Tuesday, 14 April 2009

Jack Prat

Fresh from early release from prison after smashing a child's face in with a golf club, rehabilitated celebrity widower Jack Tweed is heading for an immediate return to bird for threatening to stab and proceeding to strangle a taxi driver while he was escorting Tweed to his destination. Before we all run to Jack Straw to beg that he once more intervene to assist the poor misguided lad, we should take a moment to applaud his defence. As a barrister even I have to admire the originality. The Beeb reports:



Tweed told police he had been drinking all day before going to a club where he
drank 10 vodka and Red Bull drinks plus a "couple of shots". He said he had
no memory of the taxi journey but doubted that he would have behaved in the way [the taxi driver] described.



Thus Tweed's plea of not guilty was apparently constructed on the grounds not that he didn't do it, nor that the alcohol negated the intent necessary for the mens rea of the offence to be proven by the prosecution.

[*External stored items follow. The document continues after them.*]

//! Description-level type tokens to host-safe type tokens.
//!
//! The table is applied at annotation sites only: bracket style (`[integer]`)
//! and declaration style (`public integer count;`). Tokens outside the table
//! are left exactly as they are.

use std::collections::HashMap;
use std::sync::LazyLock;

use regex::{Captures, Regex};

/// Model names that have no declaration of their own and are passed through
/// as a generic object.
pub const DEFAULT_PASSTHROUGH_MODELS: &[&str] = &[
    "IvWorkspaceDataContext",
    "DmSystem",
    "Farm",
    "AuthenticationSettings",
    "ConnectionBrokers",
    "ConnectorSettings",
    "DisplaySettings",
    "Downloads",
    "GeneralSettings",
    "LocalResourceSettings",
    "MiscellaneousSettings",
    "ProxyServer",
    "UserExperienceSettings",
    "UserInterfaceText",
    "ApplicationType",
    "ServerType",
    "ClientType",
    "WebsiteSettings",
    "WebsiteStatus",
];

const PRIMITIVES: &[(&str, &str)] = &[
    ("boolean", "bool"),
    ("integer", "int"),
    ("Guid", "string"),
    ("array", "object"),
];

static ANNOTATION: LazyLock<Regex> = LazyLock::new(|| {
    Regex::new(r"\[(?P<bracket>[A-Za-z_][A-Za-z0-9_]*)\]|\bpublic (?P<decl>[A-Za-z_][A-Za-z0-9_]*) ")
        .expect("annotation pattern is valid")
});

#[derive(Debug, Clone)]
pub struct TypeNormalizer {
    table: HashMap<String, String>,
}

impl Default for TypeNormalizer {
    fn default() -> Self {
        Self::new(std::iter::empty::<String>())
    }
}

impl TypeNormalizer {
    /// Builds the table from the fixed primitives, the built-in passthrough
    /// models and `extra_passthrough`.
    pub fn new<I, S>(extra_passthrough: I) -> Self
    where
        I: IntoIterator<Item = S>,
        S: Into<String>,
    {
        let mut table: HashMap<String, String> = PRIMITIVES
            .iter()
            .map(|(from, to)| (from.to_string(), to.to_string()))
            .collect();
        for model in DEFAULT_PASSTHROUGH_MODELS {
            table.insert(model.to_string(), "object".to_string());
        }
        for model in extra_passthrough {
            table.insert(model.into(), "object".to_string());
        }
        Self { table }
    }

    pub fn normalize_token<'a>(&'a self, token: &'a str) -> &'a str {
        self.table.get(token).map(String::as_str).unwrap_or(token)
    }

    /// Rewrites every bracket and declaration annotation in `code`.
    pub fn normalize_source(&self, code: &str) -> String {
        ANNOTATION
            .replace_all(code, |caps: &Captures| {
                if let Some(token) = caps.name("bracket") {
                    format!("[{}]", self.normalize_token(token.as_str()))
                } else if let Some(token) = caps.name("decl") {
                    format!("public {} ", self.normalize_token(token.as_str()))
                } else {
                    caps[0].to_string()
                }
            })
            .into_owned()
    }
}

No, his defence was a glorious, candid shrug of "Dunno, can't remember to be honest. It might have been me. But it doesn't sound like something I'd do."

Sunday, 12 April 2009

Tea towels and aerosols


Gordon Brown today announced a "compulsory volunteer scheme" for under 19s aimed at thrusting today's youth into the community while they're still pimpled and idealistic.

Anything that makes the lives of schoolyoungsters more stressful and unhappy than was mine is fine by me, notwithstanding the seemingly straightfaced Orwellianism of compulsory volunteering or the fact that the blueprint for the idea bears the carbon smudges of a Tory idea dismissed by the lesser-spotted Miliband as "hugely expensive". In fact the notion takes me back to the time my own alma mater enforced a similarly inspired "community service" on my peers as 16 year olds, the upshot of which saw me spend every Wednesday afternoon in a church-cum-museum cafe wringing out dishcloths and politely laughing at the bawdy banter of middle-aged dinner ladies. The finer points of HRT went over my head, but I did learn from an email posted on the kitchen wall that deodorants cause armpit cancer. Or antiperspirants. As a result I went home and promptly binned my entire Lynx collection. This was shortly before Lynx embarked on its strategy of silently discontinuing low-selling scents (Java, Indigo) and re-releasing them six months later under a new name (Mystico, Ramraid). Had I not been conned into throwing away my old sprays I would now be in a position to prove this cheap marketing scam and blackmail Lynx for every penny they have. I hope Gordon Brown thinks very carefully before subjecting future generations to this sort of financial detriment.

To be continued

I've decided to resume this blog. In truth I have decided to resume it several times over the past 18 months, but this time, having spent an unseasonable portion of time unlocking my account and made the considerable effort to translate this intent into HTML, I am confident things are different. This is the start of something new. Something brilliant, I dare say. Or at least something new. So hold onto your hats, oh large baying readership mob. Your appetite for musings will soon be sated. Starting tomorrow. Or the day after.